The scare quickly birthed rumors of sickness. These rumors spread so quickly and to such a great extent that citizens began to protest, and a government commission was set up to deal with the issue, announcing that the foul smell could harm public health. As time passed, the stench went away with it, and the people of Paris saw that they were, in fact, left unharmed, so they started to embrace the Germ Theory. When 15 years later, the city was once again suffocated by the stench, the media coverage was almost humorous about it - it wasn't a cause for a health panic anymore. It was nothing more than a mere inconvenience.

  

Why weren't people sanitary back in the day? 

Pasteur, Lister, and Koch worked hard between 1850 and 1920, conducting various experiments with clear conclusions to persuade the public to believe in the Germ Theory and adopt good hygiene habits. Still, it took many more years until the public and medical practitioners adopted good sanitation habits.
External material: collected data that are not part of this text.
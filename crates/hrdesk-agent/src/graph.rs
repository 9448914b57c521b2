// ABOUTME: The orchestration graph: Supervisor -> (Worker -> Supervisor)* -> Finished.
// ABOUTME: One immutable Graph is shared across requests; each invoke owns its own ConversationState.

use std::fmt;
use std::sync::Arc;

use hrdesk_core::{ConversationState, Message, RouteDecision, WorkerId};

use crate::error::TurnError;
use crate::supervisor::Router;
use crate::worker::Worker;

/// Step ceiling applied when the caller does not supply one.
pub const DEFAULT_STEP_LIMIT: usize = 50;

/// A state of the orchestration graph.
#[derive(Debug, Clone, Copy, PartialEq, Eq)]
pub enum GraphNode {
    Supervisor,
    Worker(WorkerId),
    Finished,
}

impl fmt::Display for GraphNode {
    fn fmt(&self, f: &mut fmt::Formatter<'_>) -> fmt::Result {
        match self {
            GraphNode::Supervisor => f.write_str("Supervisor"),
            GraphNode::Worker(id) => f.write_str(id.as_str()),
            GraphNode::Finished => f.write_str("Finished"),
        }
    }
}

impl From<RouteDecision> for GraphNode {
    fn from(decision: RouteDecision) -> Self {
        match decision {
            RouteDecision::Worker(id) => GraphNode::Worker(id),
            RouteDecision::Finish => GraphNode::Finished,
        }
    }
}

/// The three workers, one per [`WorkerId`].
pub struct Workers {
    pub data: Worker,
    pub policy: Worker,
    pub email: Worker,
}

impl Workers {
    pub fn get(&self, id: WorkerId) -> &Worker {
        match id {
            WorkerId::DataAgent => &self.data,
            WorkerId::PolicyAgent => &self.policy,
            WorkerId::EmailAgent => &self.email,
        }
    }
}

/// Result of a completed turn.
#[derive(Debug, Clone)]
pub struct TurnOutcome {
    /// Content of the last message in the final state.
    pub answer: String,
    pub state: ConversationState,
    /// Every node visited in order, ending with [`GraphNode::Finished`].
    pub path: Vec<GraphNode>,
    pub supervisor_evaluations: usize,
    pub worker_executions: usize,
}

pub struct Graph {
    router: Arc<dyn Router>,
    workers: Workers,
    step_limit: usize,
}

impl Graph {
    pub fn new(router: Arc<dyn Router>, workers: Workers, step_limit: usize) -> Self {
        Self {
            router,
            workers,
            step_limit,
        }
    }

    pub fn step_limit(&self) -> usize {
        self.step_limit
    }

    pub fn workers(&self) -> &Workers {
        &self.workers
    }

    /// Run one turn for a single user message.
    pub async fn invoke(
        &self,
        message: impl Into<String>,
        step_limit: Option<usize>,
    ) -> Result<TurnOutcome, TurnError> {
        let state = ConversationState::new(message);
        self.run(state, step_limit.unwrap_or(self.step_limit)).await
    }

    /// Drive `state` from the Supervisor until Finished or until `step_limit`
    /// node executions have been spent.
    pub async fn run(
        &self,
        mut state: ConversationState,
        step_limit: usize,
    ) -> Result<TurnOutcome, TurnError> {
        let turn_id = state.turn_id();
        tracing::info!(%turn_id, step_limit, "turn started");

        let mut node = GraphNode::Supervisor;
        let mut path = Vec::new();
        let mut supervisor_evaluations = 0;
        let mut worker_executions = 0;

        while node != GraphNode::Finished {
            if path.len() >= step_limit {
                let worker_answered = state.worker_has_answered();
                tracing::error!(%turn_id, step_limit, worker_answered, "step limit reached");
                return Err(TurnError::StepLimit {
                    limit: step_limit,
                    worker_answered,
                });
            }
            path.push(node);

            node = match node {
                GraphNode::Supervisor => {
                    supervisor_evaluations += 1;
                    let decision = self.router.decide(&state).await?;
                    state.set_next(decision);
                    GraphNode::from(decision)
                }
                GraphNode::Worker(id) => {
                    worker_executions += 1;
                    tracing::info!(%turn_id, worker = %id, "worker started");
                    let content = self
                        .workers
                        .get(id)
                        .run(&state)
                        .await
                        .map_err(|source| TurnError::Worker { worker: id, source })?;
                    state.append(Message::from_worker(id, content));
                    GraphNode::Supervisor
                }
                GraphNode::Finished => GraphNode::Finished,
            };
        }
        path.push(GraphNode::Finished);

        tracing::info!(
            %turn_id,
            supervisor_evaluations,
            worker_executions,
            "turn finished"
        );

        Ok(TurnOutcome {
            answer: state.answer().to_string(),
            state,
            path,
            supervisor_evaluations,
            worker_executions,
        })
    }
}

#[cfg(test)]
mod tests {
    use super::*;
    use crate::builder::DeskBuilder;
    use crate::llm::{ChatRole, LlmClient, LlmError, LlmRequest, LlmResponse};
    use crate::supervisor::RouterKind;
    use crate::testing::ScriptedLlmClient;
    use async_trait::async_trait;
    use hrdesk_store::{PolicyIndex, RecordingTransport};
    use serde_json::json;

    /// Sends every decision to the same worker, never finishing.
    struct StuckRouter(WorkerId);

    #[async_trait]
    impl Router for StuckRouter {
        async fn decide(&self, _state: &ConversationState) -> Result<RouteDecision, TurnError> {
            Ok(RouteDecision::Worker(self.0))
        }
    }

    /// Answers every request with the last user message it was shown,
    /// yielding first so that concurrent turns interleave.
    struct EchoClient;

    #[async_trait]
    impl LlmClient for EchoClient {
        async fn complete(&self, request: &LlmRequest) -> Result<LlmResponse, LlmError> {
            tokio::task::yield_now().await;
            let question = request
                .messages
                .iter()
                .rev()
                .find(|m| m.role == ChatRole::User)
                .map(|m| m.content.clone())
                .unwrap_or_default();
            Ok(LlmResponse::text(format!("echo: {question}")))
        }

        fn provider_name(&self) -> &str {
            "echo"
        }

        fn model_name(&self) -> &str {
            "echo"
        }
    }

    const POLICY: &str = "Sick leave: every employee is entitled to 12 days of sick leave per year.\n\n\
        Casual leave: 10 days per year, not carried forward.";

    fn builder(client: Arc<ScriptedLlmClient>) -> DeskBuilder {
        DeskBuilder::new(client, Arc::new(PolicyIndex::from_text(POLICY, 80)))
    }

    #[tokio::test]
    async fn policy_question_takes_one_worker_and_two_evaluations() {
        let client = Arc::new(ScriptedLlmClient::new());
        client.push_route("PolicyAgent");
        client.push_tool_call("policy_search_tool", json!({"query": "sick leave"}));
        client.push_text("You get 12 days of sick leave per year.");
        let graph = builder(client.clone()).build().unwrap();

        let outcome = graph.invoke("What is the sick leave policy?", None).await.unwrap();

        assert_eq!(outcome.answer, "You get 12 days of sick leave per year.");
        assert_eq!(
            outcome.path,
            vec![
                GraphNode::Supervisor,
                GraphNode::Worker(WorkerId::PolicyAgent),
                GraphNode::Supervisor,
                GraphNode::Finished
            ]
        );
        assert_eq!(outcome.supervisor_evaluations, 2);
        assert_eq!(outcome.worker_executions, 1);
        assert_eq!(outcome.state.next(), Some(RouteDecision::Finish));
        // route + two worker calls; the second evaluation never reached the model
        assert_eq!(client.call_count(), 3);

        let second_call = &client.requests()[2];
        assert!(second_call.messages[0].content.contains("12 days of sick leave"));
    }

    #[tokio::test]
    async fn missing_employee_reaches_the_answer() {
        let client = Arc::new(ScriptedLlmClient::new());
        client.push_tool_call("fetch_employee_data", json!({"employee_id": "EMP999"}));
        client.push_text("Employee EMP999 was not found.");
        let graph = builder(client.clone())
            .router_kind(RouterKind::Rules)
            .build()
            .unwrap();

        let outcome = graph
            .invoke("My employee ID is EMP999. How much leave do I have?", None)
            .await
            .unwrap();

        assert!(outcome.answer.contains("not found"));
        assert_eq!(outcome.path[1], GraphNode::Worker(WorkerId::DataAgent));
        let summary = &client.requests()[1].messages[0].content;
        assert!(summary.contains(r#"{"error":"Employee not found."}"#));
    }

    #[tokio::test]
    async fn email_to_manager_end_to_end() {
        let client = Arc::new(ScriptedLlmClient::new());
        client.push_route("EmailAgent");
        client.push_tool_call(
            "send_email_tool",
            json!({
                "recipient": "arjun.verma@example.com",
                "subject": "Message from employee",
                "body": "Hello, I would like to discuss my leave."
            }),
        );
        client.push_text(
            "Email sent successfully to arjun.verma@example.com with subject 'Message from employee'.",
        );
        let transport = Arc::new(RecordingTransport::new());
        let graph = builder(client.clone())
            .transport(transport.clone())
            .build()
            .unwrap();

        let outcome = graph.invoke("Send email to manager", None).await.unwrap();

        assert!(outcome.answer.contains("arjun.verma@example.com"));
        let sent = transport.sent();
        assert_eq!(sent.len(), 1);
        assert_eq!(sent[0].recipient, "arjun.verma@example.com");

        let worker_first_call = &client.requests()[1];
        assert!(worker_first_call.messages[0].content.contains("arjun.verma@example.com"));
    }

    #[tokio::test]
    async fn no_worker_runs_twice_in_a_turn() {
        let client = Arc::new(ScriptedLlmClient::new());
        client.push_route("DataAgent");
        client.push_text("Please give me your employee ID.");
        let graph = builder(client).build().unwrap();

        let outcome = graph.invoke("How much leave do I have?", None).await.unwrap();
        let authored: Vec<_> = outcome
            .state
            .messages()
            .iter()
            .filter_map(|m| m.worker_author())
            .collect();
        assert_eq!(authored, vec![WorkerId::DataAgent]);
    }

    #[tokio::test]
    async fn stuck_router_hits_step_limit() {
        let client = Arc::new(ScriptedLlmClient::new());
        for _ in 0..10 {
            client.push_text("Here is the policy.");
        }
        let graph = builder(client)
            .router(Arc::new(StuckRouter(WorkerId::PolicyAgent)))
            .build()
            .unwrap();

        let err = graph.invoke("loop", Some(6)).await.unwrap_err();
        match err {
            TurnError::StepLimit {
                limit,
                worker_answered,
            } => {
                assert_eq!(limit, 6);
                assert!(worker_answered);
            }
            other => panic!("expected StepLimit, got {:?}", other),
        }
    }

    #[tokio::test]
    async fn step_limit_before_any_worker_answered() {
        let client = Arc::new(ScriptedLlmClient::new());
        let graph = builder(client.clone())
            .router(Arc::new(StuckRouter(WorkerId::DataAgent)))
            .build()
            .unwrap();

        let err = graph.invoke("hi", Some(1)).await.unwrap_err();
        assert!(matches!(
            err,
            TurnError::StepLimit {
                limit: 1,
                worker_answered: false
            }
        ));
        assert_eq!(client.call_count(), 0);
    }

    #[tokio::test]
    async fn classification_failure_is_fatal() {
        let client = Arc::new(ScriptedLlmClient::new());
        client.push_route("HRAgent");
        let graph = builder(client).build().unwrap();

        let err = graph.invoke("hi", None).await.unwrap_err();
        assert!(matches!(err, TurnError::Classification(_)));
    }

    #[tokio::test]
    async fn routing_model_failure_is_an_llm_error() {
        let client = Arc::new(ScriptedLlmClient::new());
        client.push_error(LlmError::RateLimited);
        let graph = builder(client.clone()).build().unwrap();

        let err = graph.invoke("What is the policy?", None).await.unwrap_err();
        assert!(matches!(err, TurnError::Llm(LlmError::RateLimited)));
        assert_eq!(client.call_count(), 1);
    }

    #[tokio::test]
    async fn worker_model_failure_names_the_worker() {
        let client = Arc::new(ScriptedLlmClient::new());
        client.push_route("PolicyAgent");
        client.push_error(LlmError::RateLimited);
        let graph = builder(client).build().unwrap();

        let err = graph.invoke("What is the policy?", None).await.unwrap_err();
        assert!(matches!(
            err,
            TurnError::Worker {
                worker: WorkerId::PolicyAgent,
                ..
            }
        ));
    }

    #[tokio::test(flavor = "multi_thread", worker_threads = 2)]
    async fn concurrent_turns_share_one_graph() {
        let graph = Arc::new(
            DeskBuilder::new(Arc::new(EchoClient), Arc::new(PolicyIndex::from_text(POLICY, 80)))
                .router_kind(RouterKind::Rules)
                .build()
                .unwrap(),
        );
        let policy_question = "What is the sick leave policy?";
        let data_question = "My employee ID is EMP001. How much leave do I have?";

        let first = tokio::spawn({
            let graph = Arc::clone(&graph);
            async move { graph.invoke(policy_question, None).await }
        });
        let second = tokio::spawn({
            let graph = Arc::clone(&graph);
            async move { graph.invoke(data_question, None).await }
        });
        let (first, second) = tokio::join!(first, second);
        let first = first.unwrap().unwrap();
        let second = second.unwrap().unwrap();

        assert_eq!(first.answer, format!("echo: {policy_question}"));
        assert_eq!(second.answer, format!("echo: {data_question}"));
        assert_eq!(first.path[1], GraphNode::Worker(WorkerId::PolicyAgent));
        assert_eq!(second.path[1], GraphNode::Worker(WorkerId::DataAgent));
        assert_ne!(first.state.turn_id(), second.state.turn_id());
        assert_eq!(first.state.messages().len(), 2);
        assert_eq!(second.state.messages().len(), 2);
    }

    #[test]
    fn node_names() {
        assert_eq!(GraphNode::Supervisor.to_string(), "Supervisor");
        assert_eq!(GraphNode::Worker(WorkerId::EmailAgent).to_string(), "EmailAgent");
        assert_eq!(GraphNode::from(RouteDecision::Finish), GraphNode::Finished);
    }
}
Operating surgeons weren't disposing of hazardous waste properly, and they wore unsanitized and sometimes stained garments during surgeries. Both in the workforce and at home, hand washing was not a common custom. Sewage systems weren't separating waste from drinking water properly. But all of this wasn't because people weren't concerned with hygiene. They were simply not aware that these actions posed health risks. This is hard to imagine in an age where every toddler knows to wash their hands before their meal.